Got a lot of comments on this one, many of them valid, equally many reactionary and non-constructive. And some of which addressed points I want to re-emphasize.

Chall said:

I find that there are fewer American female post docs (at least where I am) than male, even compared to the foreign ratio. In that you might be correct to assume that as a female American postdoc you have to compete with the foreign male post docs, as well as the few female foreigners on top of the male Americans.

Which made me feel a little bit justified in writing the original post.

But then Chall said:

I don't think this makes it "another factor working against you" - if nothing else because the key ingredient of getting that faculty job is networking/knowing the field/being known in the US and as a US born,bred and science thaught[sic] with an american [sic] mentor you have a huge advantage against at least the average foreign post docs.

Which raises a point I want to address.

1. Just because I have an American advisor does NOT give me, as an American female postdoc, a default advantage.

All of my peers are foreign postdocs who have the same advisor.

It's more important that our advisor LIKES us, which means that we have to meet certain expectations. So far as I can tell, the expectations for Americans are different than those for foreign postdocs.

In fact, American PIs seem to expect less from foreign postdocs in terms of writing skills and speaking skills, which is generally fair (especially if you haven't been in the country that long).

However, this can also be used indefinitely as a manipulation tool, and an all-purpose backup excuse. Just this week I heard about different instances at two different universities where a superdoc (in one case) and a PI (in the other) who have both been in the US for over 10 years used the "Oh, my English is so bad I must have misunderstood" as their excuse for majorly unethical behavior.

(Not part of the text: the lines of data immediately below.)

//! Extracts [`WeatherRecord`]s from raw OpenWeather JSON.
//!
//! Each endpoint has its own payload shape and its own mapping function.
//! Required fields that are missing or mistyped fail with
//! [`WeatherError::Mapping`] naming the field path; a record is never
//! partially populated.

use chrono::{DateTime, Utc};
use serde_json::Value;

use crate::{
    config::Units,
    error::{Result, WeatherError},
    model::{Alert, Endpoint, Forecast, Report, WeatherRecord},
};

/// The forecast endpoint returns 3-hourly slots; eight of them make a day.
const SLOTS_PER_DAY: usize = 8;

pub fn map(endpoint: Endpoint, location: &str, body: &Value, units: Units) -> Result<Report> {
    match endpoint {
        Endpoint::Current => map_current(body, units).map(Report::Current),
        Endpoint::Forecast => map_forecast(body, units).map(Report::Forecast),
        Endpoint::Alerts => map_alerts(location, body, units).map(Report::Alerts),
    }
}

/// `/data/2.5/weather` payload.
pub fn map_current(body: &Value, units: Units) -> Result<WeatherRecord> {
    let name = str_at(body, "name", "/name")?;
    let location = with_country(name, body.pointer("/sys/country"));

    Ok(WeatherRecord {
        location,
        temperature: f64_at(body, "main.temp", "/main/temp")?,
        feels_like: body.pointer("/main/feels_like").and_then(Value::as_f64),
        humidity: humidity_at(body, "main.humidity", "/main/humidity")?,
        wind_speed: f64_at(body, "wind.speed", "/wind/speed")?,
        condition: str_at(body, "weather[0].description", "/weather/0/description")?.to_owned(),
        observed_at: timestamp(body.get("dt")),
        units,
        alerts: None,
    })
}

/// `/data/2.5/forecast` payload, collapsed to one record per day.
pub fn map_forecast(body: &Value, units: Units) -> Result<Forecast> {
    let name = str_at(body, "city.name", "/city/name")?;
    let location = with_country(name, body.pointer("/city/country"));

    let slots = body
        .get("list")
        .and_then(Value::as_array)
        .filter(|list| !list.is_empty())
        .ok_or_else(|| WeatherError::mapping("list"))?;

    let days = slots
        .iter()
        .enumerate()
        .step_by(SLOTS_PER_DAY)
        .map(|(i, slot)| {
            let field = |name: &str| format!("list[{i}].{name}");
            Ok(WeatherRecord {
                location: location.clone(),
                temperature: f64_at(slot, &field("main.temp"), "/main/temp")?,
                feels_like: slot.pointer("/main/feels_like").and_then(Value::as_f64),
                humidity: humidity_at(slot, &field("main.humidity"), "/main/humidity")?,
                wind_speed: f64_at(slot, &field("wind.speed"), "/wind/speed")?,
                condition: str_at(slot, &field("weather[0].description"), "/weather/0/description")?
                    .to_owned(),
                observed_at: timestamp(slot.get("dt")),
                units,
                alerts: None,
            })
        })
        .collect::<Result<Vec<_>>>()?;

    Ok(Forecast { location, days })
}

/// `/data/3.0/onecall` payload. It carries no place name, so the requested
/// location string labels the record.
pub fn map_alerts(location: &str, body: &Value, units: Units) -> Result<WeatherRecord> {
    let alerts = match body.get("alerts") {
        None | Some(Value::Null) => Vec::new(),
        Some(Value::Array(items)) => items
            .iter()
            .enumerate()
            .map(|(i, item)| map_alert(i, item))
            .collect::<Result<Vec<_>>>()?,
        Some(_) => return Err(WeatherError::mapping("alerts")),
    };

    Ok(WeatherRecord {
        location: location.to_owned(),
        temperature: f64_at(body, "current.temp", "/current/temp")?,
        feels_like: body.pointer("/current/feels_like").and_then(Value::as_f64),
        humidity: humidity_at(body, "current.humidity", "/current/humidity")?,
        wind_speed: f64_at(body, "current.wind_speed", "/current/wind_speed")?,
        condition: str_at(body, "current.weather[0].description", "/current/weather/0/description")?
            .to_owned(),
        observed_at: timestamp(body.pointer("/current/dt")),
        units,
        alerts: Some(alerts),
    })
}

fn map_alert(index: usize, item: &Value) -> Result<Alert> {
    let event = str_at(item, &format!("alerts[{index}].event"), "/event")?;

    Ok(Alert {
        event: event.to_owned(),
        sender: item.get("sender_name").and_then(Value::as_str).map(str::to_owned),
        description: item
            .get("description")
            .and_then(Value::as_str)
            .unwrap_or_default()
            .trim()
            .to_owned(),
        start: timestamp(item.get("start")),
        end: timestamp(item.get("end")),
    })
}

fn f64_at(body: &Value, field: &str, pointer: &str) -> Result<f64> {
    body.pointer(pointer)
        .and_then(Value::as_f64)
        .ok_or_else(|| WeatherError::mapping(field))
}

fn str_at<'a>(body: &'a Value, field: &str, pointer: &str) -> Result<&'a str> {
    body.pointer(pointer)
        .and_then(Value::as_str)
        .ok_or_else(|| WeatherError::mapping(field))
}

fn humidity_at(body: &Value, field: &str, pointer: &str) -> Result<u8> {
    body.pointer(pointer)
        .and_then(Value::as_u64)
        .and_then(|h| u8::try_from(h).ok())
        .ok_or_else(|| WeatherError::mapping(field))
}

fn with_country(name: &str, country: Option<&Value>) -> String {
    match country.and_then(Value::as_str).filter(|c| !c.is_empty()) {
        Some(country) => format!("{name}, {country}"),
        None => name.to_owned(),
    }
}

fn timestamp(value: Option<&Value>) -> Option<DateTime<Utc>> {
    value.and_then(Value::as_i64).and_then(|ts| DateTime::from_timestamp(ts, 0))
}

Give me a break. It only works as an excuse for so long, people. You can't have it both ways. If you want to stay in the country and have a job here as a scientist, it seems unfair that we grant you a permanent get-out-of-jail-free card!

Anon at 4:13 pm wrote:

the pale male stale humans think hiring furriners is DIVERSITY.

This is an interesting point. Is it really diversity?

I guess culturally you could say so, but what about the differences in how women are treated? I'm thinking in particular of certain cultures where it's quite common for the man to come to the US as a postdoc, with unemployed (and work visa-less) wife in tow (and stuck at home).

These men often bring with them, into the lab, some really nasty biases against women working at all, much less being peers in the scientific workplace (or, god forbid, authority figures).

And then these guys become PIs, and soon enough they're on search committees. That is the inevitable conclusion of bringing more men in and promoting them into positions of authority (over women).

Perhaps if we wised up about the role of expectations and cultural diversity in science, this would be less a source of future discrimination and more of an advantage for scientific progress?

Seems like right now it's a trade-off where American women are signing up for workplace abuse, not just from their sexist American advisors, but also from co-workers who may or may not realize how offensive they're being.

Here's an example: a while back I had to do some heavy lifting as a normal part of my job. Normally nobody is there to watch me.

This particular time, one of my (male, foreign) co-workers said to me, "Wow, you're pretty strong for a girl." He's one of the ones with a stay-at-home wife.

And I don't need that kind of crap at work. A more appropriate phrasing might have been something like "Wow, good job! Thanks for doing that!"

Am I supposed to grant him a pass because his English isn't so good?

Amusingly enough, one of the foreign female postdocs actually said the same thing to me a while later.

Am I really that strong "for a girl"? I don't think so. But she had been using the excuse that she was female as a way to get out of doing this particular lab chore.

Anon 6:09 pm wrote:

I think many American students avoid PhD sciences precisely in part for this unspoken reason.

Really? Are students aware of this? I wasn't.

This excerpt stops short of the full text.